President Obama announced three proposals during a speech at the Federal Trade Commission on Monday that will increase the privacy rights of individuals, consumers and students in the US.
- The Personal Data Notification and Protection Act would require organisations to notify individuals within 30 days of any incident in which personal data has been put at risk due to a data breach.
- The Student Digital Privacy Act would prohibit companies from selling student data to third-party companies for purposes other than education.
- The Consumer Privacy Bill of Rights has been completed and will determine the way in which personal information is used and stored by technology companies.
The above measures will have to gain US Congress approval before any new laws can be introduced. The Consumer Bill of Rights has been recognised as an ambitious piece of legislation and if successfully passed it will be seen as a major step forward for data privacy in the US, providing individuals with a greater ability to determine how their personal information is processed.
The announcements come after a year in which some of the leading US companies such as Target, Home Depot, Sony and financial institutions such as JP Morgan have been the subject of cyber crime related attacks and companies like Coca-Cola face ongoing difficulties in relation to the ongoing impacts of a data breach.

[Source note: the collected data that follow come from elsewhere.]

//! Issue domain model.
//!
//! # Responsibility
//! - Define the positioned annotation record and its closed classifications.
//! - Provide the draft and patch shapes used by create/update commands.
//! - Normalize tag input shared by the create, update and filter paths.
//!
//! # Invariants
//! - `id` is stable and never reused for another issue.
//! - `x`/`y` are percentages of the rendered page surface, not pixels.
//! - `comments` preserves append order; appended comments are immutable.
//! - `cost`, when set, is a non-negative amount.

use crate::model::sheet::SheetId;
use serde::{Deserialize, Serialize};
use std::collections::BTreeSet;
use std::error::Error;
use std::fmt::{Display, Formatter};
use uuid::Uuid;

/// Stable identifier for an issue record.
pub type IssueId = Uuid;

/// Stable identifier for an appended issue comment.
pub type CommentId = Uuid;

/// Workflow state of an issue.
#[derive(Debug, Clone, Copy, PartialEq, Eq, Serialize, Deserialize)]
#[serde(rename_all = "snake_case")]
pub enum IssueStatus {
    /// Reported and not yet picked up.
    Open,
    /// Being worked on.
    InProgress,
    /// Closed out on site.
    Resolved,
}

impl IssueStatus {
    /// Stable wire/display name.
    pub fn as_str(self) -> &'static str {
        match self {
            Self::Open => "open",
            Self::InProgress => "in_progress",
            Self::Resolved => "resolved",
        }
    }

    /// Parses a stable wire name back into a status.
    pub fn parse(value: &str) -> Option<Self> {
        match value {
            "open" => Some(Self::Open),
            "in_progress" => Some(Self::InProgress),
            "resolved" => Some(Self::Resolved),
            _ => None,
        }
    }
}

/// Urgency of an issue.
#[derive(Debug, Clone, Copy, PartialEq, Eq, Serialize, Deserialize)]
#[serde(rename_all = "snake_case")]
pub enum IssuePriority {
    Low,
    Medium,
    High,
}

impl IssuePriority {
    /// Stable wire/display name.
    pub fn as_str(self) -> &'static str {
        match self {
            Self::Low => "low",
            Self::Medium => "medium",
            Self::High => "high",
        }
    }

    /// Parses a stable wire name back into a priority.
    pub fn parse(value: &str) -> Option<Self> {
        match value {
            "low" => Some(Self::Low),
            "medium" => Some(Self::Medium),
            "high" => Some(Self::High),
            _ => None,
        }
    }
}

/// Category of an issue annotation.
#[derive(Debug, Clone, Copy, PartialEq, Eq, Serialize, Deserialize)]
#[serde(rename_all = "snake_case")]
pub enum IssueKind {
    /// Workmanship or material defect.
    Defect,
    /// General site observation.
    Observation,
    /// Request for information.
    Rfi,
    /// Safety hazard flag.
    Safety,
}

impl IssueKind {
    /// Stable wire/display name.
    pub fn as_str(self) -> &'static str {
        match self {
            Self::Defect => "defect",
            Self::Observation => "observation",
            Self::Rfi => "rfi",
            Self::Safety => "safety",
        }
    }

    /// Parses a stable wire name back into a kind.
    pub fn parse(value: &str) -> Option<Self> {
        match value {
            "defect" => Some(Self::Defect),
            "observation" => Some(Self::Observation),
            "rfi" => Some(Self::Rfi),
            "safety" => Some(Self::Safety),
            _ => None,
        }
    }
}

/// One immutable comment appended to an issue.
#[derive(Debug, Clone, PartialEq, Eq, Serialize, Deserialize)]
pub struct Comment {
    /// Stable comment ID.
    pub id: CommentId,
    /// Trimmed comment body; never empty.
    pub content: String,
    /// Unix epoch milliseconds, stamped at append time.
    pub created_at: i64,
    /// Identity of the comment author, supplied by the caller.
    pub created_by: String,
}

/// A positioned annotation anchored to one sheet page.
#[derive(Debug, Clone, PartialEq, Serialize, Deserialize)]
pub struct Issue {
    /// Stable issue ID.
    pub id: IssueId,
    /// Horizontal position as a percentage (0-100) of the page surface width.
    pub x: f64,
    /// Vertical position as a percentage (0-100) of the page surface height.
    pub y: f64,
    /// Short summary; non-empty by convention, not enforced.
    pub title: String,
    /// Longer body text; may be empty.
    pub description: String,
    pub status: IssueStatus,
    pub priority: IssuePriority,
    /// Serialized as `type` to match the established record naming.
    #[serde(rename = "type")]
    pub kind: IssueKind,
    /// Assignee identity, when the issue has been handed to someone.
    pub assigned_to: Option<String>,
    /// Unix epoch milliseconds.
    pub due_date: Option<i64>,
    /// Unix epoch milliseconds, stamped once at creation.
    pub created_at: i64,
    /// Identity of the creator, supplied by the caller.
    pub created_by: String,
    /// Opaque attachment URIs; byte ownership lies outside the core.
    pub images: Vec<String>,
    /// Append-only comment thread in chronological order.
    pub comments: Vec<Comment>,
    /// Sheet this issue is anchored to.
    pub pdf_id: SheetId,
    /// Page within the sheet, 1-based.
    pub page_number: u32,
    /// Estimated cost to remedy; non-negative when set.
    pub cost: Option<f64>,
    /// Normalized tag labels in first-occurrence order.
    pub tags: Vec<String>,
}

/// Model-level validation failures for issue records.
#[derive(Debug, Clone, PartialEq)]
pub enum IssueValidationError {
    /// `cost` must be a non-negative amount.
    NegativeCost(f64),
}

impl Display for IssueValidationError {
    fn fmt(&self, f: &mut Formatter<'_>) -> std::fmt::Result {
        match self {
            Self::NegativeCost(value) => write!(f, "cost must be non-negative, got {value}"),
        }
    }
}

impl Error for IssueValidationError {}

impl Issue {
    /// Checks model invariants that creation and update must both enforce.
    ///
    /// # Errors
    /// - `NegativeCost` when `cost` is set and below zero (or not a number).
    pub fn validate(&self) -> Result<(), IssueValidationError> {
        if let Some(cost) = self.cost {
            if !(cost >= 0.0) {
                return Err(IssueValidationError::NegativeCost(cost));
            }
        }
        Ok(())
    }

    /// Merges a partial update into this record.
    ///
    /// Shallow field replacement: collections are swapped wholesale when the
    /// patch supplies a new sequence, never merged element-wise. Optional
    /// scalars use set/clear/keep semantics via nested `Option`s.
    pub fn apply_patch(&mut self, patch: IssuePatch) {
        if let Some(x) = patch.x {
            self.x = x;
        }
        if let Some(y) = patch.y {
            self.y = y;
        }
        if let Some(title) = patch.title {
            self.title = title;
        }
        if let Some(description) = patch.description {
            self.description = description;
        }
        if let Some(status) = patch.status {
            self.status = status;
        }
        if let Some(priority) = patch.priority {
            self.priority = priority;
        }
        if let Some(kind) = patch.kind {
            self.kind = kind;
        }
        if let Some(assigned_to) = patch.assigned_to {
            self.assigned_to = assigned_to;
        }
        if let Some(due_date) = patch.due_date {
            self.due_date = due_date;
        }
        if let Some(cost) = patch.cost {
            self.cost = cost;
        }
        if let Some(images) = patch.images {
            self.images = images;
        }
        if let Some(tags) = patch.tags {
            self.tags = normalize_tags(&tags);
        }
        if let Some(pdf_id) = patch.pdf_id {
            self.pdf_id = pdf_id;
        }
        if let Some(page_number) = patch.page_number {
            self.page_number = page_number;
        }
    }
}

/// Draft for issue creation.
///
/// Carries every caller-supplied field; id, creation stamp and the empty
/// comment thread are assigned by the registry. `tags` and `images` default
/// to empty sequences.
#[derive(Debug, Clone, PartialEq)]
pub struct NewIssue {
    pub x: f64,
    pub y: f64,
    pub title: String,
    pub description: String,
    pub status: IssueStatus,
    pub priority: IssuePriority,
    pub kind: IssueKind,
    pub assigned_to: Option<String>,
    pub due_date: Option<i64>,
    pub cost: Option<f64>,
    pub created_by: String,
    pub pdf_id: SheetId,
    pub page_number: u32,
    pub images: Vec<String>,
    pub tags: Vec<String>,
}

/// Partial update for an existing issue.
///
/// `None` keeps the stored value. For clearable fields the inner `Option`
/// distinguishes `Some(Some(v))` (set) from `Some(None)` (clear).
#[derive(Debug, Clone, Default, PartialEq)]
pub struct IssuePatch {
    pub x: Option<f64>,
    pub y: Option<f64>,
    pub title: Option<String>,
    pub description: Option<String>,
    pub status: Option<IssueStatus>,
    pub priority: Option<IssuePriority>,
    pub kind: Option<IssueKind>,
    pub assigned_to: Option<Option<String>>,
    pub due_date: Option<Option<i64>>,
    pub cost: Option<Option<f64>>,
    pub images: Option<Vec<String>>,
    pub tags: Option<Vec<String>>,
    pub pdf_id: Option<SheetId>,
    pub page_number: Option<u32>,
}

/// Normalizes one tag label.
///
/// Returns `None` for values that are empty after trimming.
pub fn normalize_tag(tag: &str) -> Option<String> {
    let trimmed = tag.trim();
    if trimmed.is_empty() {
        None
    } else {
        Some(trimmed.to_string())
    }
}

/// Normalizes a tag sequence: trims, drops blanks, de-duplicates while
/// preserving first-occurrence order.
pub fn normalize_tags(tags: &[String]) -> Vec<String> {
    let mut seen = BTreeSet::new();
    let mut normalized = Vec::new();
    for tag in tags {
        if let Some(value) = normalize_tag(tag) {
            if seen.insert(value.clone()) {
                normalized.push(value);
            }
        }
    }
    normalized
}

The above US led proposals and the proposed new EU Data Protection Regulation demonstrates an increased global commitment by governments and policy makers to strengthen privacy rights, improve data security and increase consumer confidence. For those organisations operating in both the EU and the US these proposals when finalised will undoubtedly have an impact on the way in which such organisations operate. It is therefore essential for businesses to assess their data processing activities and ensure all relevant stakeholders are fully engaged and understand the potential impacts of any new legislation.